I wish Miss Lucy would find her style. Welsh does Welsh much better than she does.
I don't know who "Welsh" is, but we'll take your comment under advisement.
I guess Welsh probably has your style.
I'm too old for this shit [inhaling cigarette.] This shit being being able to tell who is a-spoofing me and who is not (the spelling is suspect and all.)
See, Welsh doesn't smoke. He's too soft for that shit. Now we know you're an imposter.
Welshie!!
Welch. I guess if I'm going to snark, I should get my facts straight.
Damn right.
I've said this before, but it would be nice if Greenwald would recognize that the big state stuff he likes (Social Security, Medicare, HIPPA) is deeply tied into all the stuff he spends his days railing about. If you're gonna have a big government, it'll get out of control in a hurry.

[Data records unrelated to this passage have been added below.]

#[derive(Debug, Clone)]
pub enum Validator {
    StringInSlice(&'static [&'static str]),
    IntBetween(i64, i64),
    StringLenBetween(usize, usize),
    /// Regex pattern and the message reported when it does not match.
    StringMatch(&'static str, &'static str),
    /// IPv4 or IPv6 address.
    IpAddress,
    /// Network in `address/prefix` form.
    Cidr,
}

fn is_cidr(s: &str) -> bool {
    let Some((addr, prefix)) = s.split_once('/') else {
        return false;
    };
    let max = match addr.parse::<IpAddr>() {
        Ok(IpAddr::V4(_)) => 32,
        Ok(IpAddr::V6(_)) => 128,
        Err(_) => return false,
    };
    prefix.parse::<u8>().is_ok_and(|p| p <= max)
}

impl Validator {
    fn check(&self, path: &str, value: &Value) -> Result<(), String> {
        match self {
            Self::StringInSlice(allowed) => match value.as_str() {
                Some(s) if allowed.contains(&s) => Ok(()),
                _ => Err(format!("{path}: expected one of {allowed:?}, got {value}")),
            },
            Self::IntBetween(min, max) => match value.as_i64() {
                Some(n) if (*min..=*max).contains(&n) => Ok(()),
                _ => Err(format!("{path}: expected to be in the range ({min} - {max}), got {value}")),
            },
            Self::StringLenBetween(min, max) => {
                let len = value.as_str().map_or(0, |s| s.chars().count());
                if (*min..=*max).contains(&len) {
                    Ok(())
                } else {
                    Err(format!("{path}: expected length in the range ({min} - {max}), got {len}"))
                }
            }
            Self::StringMatch(pattern, message) => {
                let re = Regex::new(pattern).map_err(|e| format!("{path}: {e}"))?;
                match value.as_str() {
                    Some(s) if re.is_match(s) => Ok(()),
                    _ => Err(format!("{path}: {message}")),
                }
            }
            Self::IpAddress => match value.as_str() {
                Some(s) if s.parse::<IpAddr>().is_ok() => Ok(()),
                _ => Err(format!("{path}: expected a valid IP address, got {value}")),
            },
            Self::Cidr => match value.as_str() {
                Some(s) if is_cidr(s) => Ok(()),
                _ => Err(format!("{path}: expected a valid CIDR block, got {value}")),
            },
        }
    }
}

/// One argument or attribute.
#[derive(Debug, Clone)]
pub struct Schema {
    pub value_type: ValueType,
    pub required: bool,
    pub optional: bool,
    pub computed: bool,
    pub force_new: bool,
    pub sensitive: bool,
    /// List compared without regard to order.
    pub is_set: bool,
    pub default: Option<Value>,
    pub min_items: usize,
    pub max_items: Option<usize>,
    pub validators: Vec<Validator>,
    pub diff_suppress: Option<DiffSuppressFn>,
    pub description: &'static str,
}

impl Schema {
    fn new(value_type: ValueType) -> Self {
        Self {
            value_type,
            required: false,
            optional: false,
            computed: false,
            force_new: false,
            sensitive: false,
            is_set: false,
            default: None,
            min_items: 0,
            max_items: None,
            validators: Vec::new(),
            diff_suppress: None,
            description: "",
        }
    }

    pub fn string() -> Self {
        Self::new(ValueType::String)
    }

    pub fn int() -> Self {
        Self::new(ValueType::Int)
    }

    pub fn float() -> Self {
        Self::new(ValueType::Float)
    }

    pub fn bool() -> Self {
        Self::new(ValueType::Bool)
    }

    pub fn map() -> Self {
        Self::new(ValueType::Map)
    }

    pub fn list(elem: Schema) -> Self {
        Self::new(ValueType::List(Box::new(elem)))
    }

    /// Unordered list.
    pub fn set(elem: Schema) -> Self {
        let mut s = Self::list(elem);
        s.is_set = true;
        s
    }

    /// List of nested blocks.
    pub fn block_list(fields: SchemaMap) -> Self {
        Self::list(Self::new(ValueType::Block(fields)))
    }

    /// Unordered list of nested blocks.
    pub fn block_set(fields: SchemaMap) -> Self {
        Self::set(Self::new(ValueType::Block(fields)))
    }

    #[must_use]
    pub fn required(mut self) -> Self {
        self.required = true;
        self
    }

    #[must_use]
    pub fn optional(mut self) -> Self {
        self.optional = true;
        self
    }

    #[must_use]
    pub fn computed(mut self) -> Self {
        self.computed = true;
        self
    }

    #[must_use]
    pub fn force_new(mut self) -> Self {
        self.force_new = true;
        self
    }

    #[must_use]
    pub fn sensitive(mut self) -> Self {
        self.sensitive = true;
        self
    }

    #[must_use]
    pub fn default_value(mut self, value: impl Into<Value>) -> Self {
        self.default = Some(value.into());
        self
    }

    #[must_use]
    pub fn min_items(mut self, n: usize) -> Self {
        self.min_items = n;
        self
    }

    #[must_use]
    pub fn max_items(mut self, n: usize) -> Self {
        self.max_items = Some(n);
        self
    }

    #[must_use]
    pub fn validate(mut self, validator: Validator) -> Self {
        self.validators.push(validator);
        self
    }

    #[must_use]
    pub fn diff_suppress(mut self, f: DiffSuppressFn) -> Self {
        self.diff_suppress = Some(f);
        self
    }

    #[must_use]
    pub fn description(mut self, text: &'static str) -> Self {
        self.description = text;
        self
    }

    /// Whether the user may set this in configuration.
    pub fn is_configurable(&self) -> bool {
        self.required || self.optional
    }

    /// Nested fields when this is a list of blocks.
    pub fn block_fields(&self) -> Option<&SchemaMap> {
        match &self.value_type {
            ValueType::List(elem) => match &elem.value_type {
                ValueType::Block(fields) => Some(fields),
                _ => None,
            },
            ValueType::Block(fields) => Some(fields),
            _ => None,
        }
    }
}

/// Shared `region` argument.
pub fn region_schema() -> Schema {
    Schema::string()
        .optional()
        .computed()
        .force_new()
        .description("The region in which to create the resource.")
}

/// `enable_force_new` argument of resources with non-updatable parameters.
pub fn enable_force_new_schema() -> Schema {
    Schema::string()
        .optional()
        .validate(Validator::StringInSlice(&["true", "false"]))
        .description("Whether to replace the resource when a non-updatable parameter changes.")
}

/// Check `raw` against `schema`, coerce values to their declared types and fill defaults.
///
/// Returns every problem found, each prefixed with its attribute path.
pub fn prepare_config(schema: &SchemaMap, raw: &Map<String, Value>) -> Result<Map<String, Value>, Vec<String>> {
    let mut errors = Vec::new();
    let out = prepare_object("", schema, raw, &mut errors);
    if errors.is_empty() { Ok(out) } else { Err(errors) }
}

fn join_path(prefix: &str, key: &str) -> String {
    if prefix.is_empty() {
        key.to_string()
    } else {
        format!("{prefix}.{key}")
    }
}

Nope. Big government will work just fine and never overstep, as long as the right people are in charge.
Please explain, then, how the Scandinavian states can have such big-government programs, and yet they don't have imperial foreign policies.
Small GDPs?
It is hard to have imperial foreign policies when you barely have a standing military or when Findland's GDP is the same size as Missouri.
Or, when a commenter doesn't even know how to spell the name of your country.
It's also hard to invade Afghanistan. Don't you prove his point? The Scandinavians have huge GDPs/Capita (Norway's is bigger than ours), huge government, and a tiny military.
Why couldn't that work here?
It doesn't scale well. Also we have a much less homogeneous society and a lot more enemies in the world.
Plus Norway has a lot of oil.
It doesn't work because WE have their big military. If they faced an existential threat that we weren't protecting them from, they'd go full Viking in ten minutes.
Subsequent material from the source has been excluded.